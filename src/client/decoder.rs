use std::char::REPLACEMENT_CHARACTER;

/// Incremental UTF-8 decoder for a chunked byte stream.
///
/// Chunk boundaries may split a multi-byte sequence; the incomplete tail is
/// held back and completed by the next call to [`decode`](Self::decode).
/// Invalid bytes become U+FFFD.
#[derive(Debug, Default)]
pub struct Utf8StreamDecoder {
    pending: Vec<u8>,
}

impl Utf8StreamDecoder {
    pub fn new() -> Self {
        Self::default()
    }

    pub fn decode(&mut self, chunk: &[u8]) -> String {
        let mut bytes = std::mem::take(&mut self.pending);
        bytes.extend_from_slice(chunk);

        let mut out = String::with_capacity(bytes.len());
        let mut rest = bytes.as_slice();
        loop {
            match std::str::from_utf8(rest) {
                Ok(valid) => {
                    out.push_str(valid);
                    break;
                }
                Err(e) => {
                    let (valid, after) = rest.split_at(e.valid_up_to());
                    out.push_str(&String::from_utf8_lossy(valid));
                    match e.error_len() {
                        Some(len) => {
                            out.push(REPLACEMENT_CHARACTER);
                            rest = &after[len..];
                        }
                        None => {
                            // Incomplete sequence at the end of the input.
                            self.pending = after.to_vec();
                            break;
                        }
                    }
                }
            }
        }
        out
    }

    /// Flush at end of stream. A dangling partial sequence yields one U+FFFD.
    pub fn finish(&mut self) -> String {
        if self.pending.is_empty() {
            String::new()
        } else {
            self.pending.clear();
            REPLACEMENT_CHARACTER.to_string()
        }
    }

    pub fn has_pending(&self) -> bool {
        !self.pending.is_empty()
    }
}

#[cfg(test)]
mod tests {
    use super::*;

    #[test]
    fn ascii_passes_through() {
        let mut decoder = Utf8StreamDecoder::new();
        assert_eq!(decoder.decode(b"Hel"), "Hel");
        assert_eq!(decoder.decode(b"lo"), "lo");
        assert_eq!(decoder.finish(), "");
    }

    #[test]
    fn split_two_byte_sequence() {
        let bytes = "café".as_bytes();
        let (head, tail) = bytes.split_at(bytes.len() - 1);

        let mut decoder = Utf8StreamDecoder::new();
        assert_eq!(decoder.decode(head), "caf");
        assert!(decoder.has_pending());
        assert_eq!(decoder.decode(tail), "é");
        assert!(!decoder.has_pending());
    }

    #[test]
    fn byte_at_a_time_cjk() {
        let text = "國立臺灣科技大學";
        let mut decoder = Utf8StreamDecoder::new();
        let mut out = String::new();
        for b in text.as_bytes() {
            out.push_str(&decoder.decode(std::slice::from_ref(b)));
        }
        out.push_str(&decoder.finish());
        assert_eq!(out, text);
    }

    #[test]
    fn invalid_byte_is_replaced() {
        let mut decoder = Utf8StreamDecoder::new();
        assert_eq!(decoder.decode(b"a\xffb"), "a\u{FFFD}b");
    }

    #[test]
    fn truncated_tail_flushes_replacement() {
        let mut decoder = Utf8StreamDecoder::new();
        let euro = "€".as_bytes();
        assert_eq!(decoder.decode(&euro[..2]), "");
        assert_eq!(decoder.finish(), "\u{FFFD}");
        assert_eq!(decoder.finish(), "");
    }
}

● ● ● ●

In full and without alteration, write out each record.

filename src/client/decoder.rs
use std::char::REPLACEMENT_CHARACTER;

/// Incremental UTF-8 decoder for a chunked byte stream.
///
/// Chunk boundaries may split a multi-byte sequence; the incomplete tail is
/// held back and completed by the next call to [`decode`](Self::decode).
/// Invalid bytes become U+FFFD.
#[derive(Debug, Default)]
pub struct Utf8StreamDecoder {
    pending: Vec<u8>,
}

impl Utf8StreamDecoder {
    pub fn new() -> Self {
        Self::default()
    }

    pub fn decode(&mut self, chunk: &[u8]) -> String {
        let mut bytes = std::mem::take(&mut self.pending);
        bytes.extend_from_slice(chunk);

        let mut out = String::with_capacity(bytes.len());
        let mut rest = bytes.as_slice();
        loop {
            match std::str::from_utf8(rest) {
                Ok(valid) => {
                    out.push_str(valid);
                    break;
                }
                Err(e) => {
                    let (valid, after) = rest.split_at(e.valid_up_to());
                    out.push_str(&String::from_utf8_lossy(valid));
                    match e.error_len() {
                        Some(len) => {
                            out.push(REPLACEMENT_CHARACTER);
                            rest = &after[len..];
                        }
                        None => {
                            // Incomplete sequence at the end of the input.
                            self.pending = after.to_vec();
                            break;
                        }
                    }
                }
            }
        }
        out
    }

    /// Flush at end of stream. A dangling partial sequence yields one U+FFFD.
    pub fn finish(&mut self) -> String {
        if self.pending.is_empty() {
            String::new()
        } else {
            self.pending.clear();
            REPLACEMENT_CHARACTER.to_string()
        }
    }

    pub fn has_pending(&self) -> bool {
        !self.pending.is_empty()
    }
}

#[cfg(test)]
mod tests {
    use super::*;

    #[test]
    fn ascii_passes_through() {
        let mut decoder = Utf8StreamDecoder::new();
        assert_eq!(decoder.decode(b"Hel"), "Hel");
        assert_eq!(decoder.decode(b"lo"), "lo");
        assert_eq!(decoder.finish(), "");
    }

    #[test]
    fn split_two_byte_sequence() {
        let bytes = "café".as_bytes();
        let (head, tail) = bytes.split_at(bytes.len() - 1);

        let mut decoder = Utf8StreamDecoder::new();
        assert_eq!(decoder.decode(head), "caf");
        assert!(decoder.has_pending());
        assert_eq!(decoder.decode(tail), "é");
        assert!(!decoder.has_pending());
    }

    #[test]
    fn byte_at_a_time_cjk() {
        let text = "國立臺灣科技大學";
        let mut decoder = Utf8StreamDecoder::new();
        let mut out = String::new();
        for b in text.as_bytes() {
            out.push_str(&decoder.decode(std::slice::from_ref(b)));
        }
        out.push_str(&decoder.finish());
        assert_eq!(out, text);
    }

    #[test]
    fn invalid_byte_is_replaced() {
        let mut decoder = Utf8StreamDecoder::new();
        assert_eq!(decoder.decode(b"a\xffb"), "a\u{FFFD}b");
    }

    #[test]
    fn truncated_tail_flushes_replacement() {
        let mut decoder = Utf8StreamDecoder::new();
        let euro = "€".as_bytes();
        assert_eq!(decoder.decode(&euro[..2]), "");
        assert_eq!(decoder.finish(), "\u{FFFD}");
        assert_eq!(decoder.finish(), "");
    }
}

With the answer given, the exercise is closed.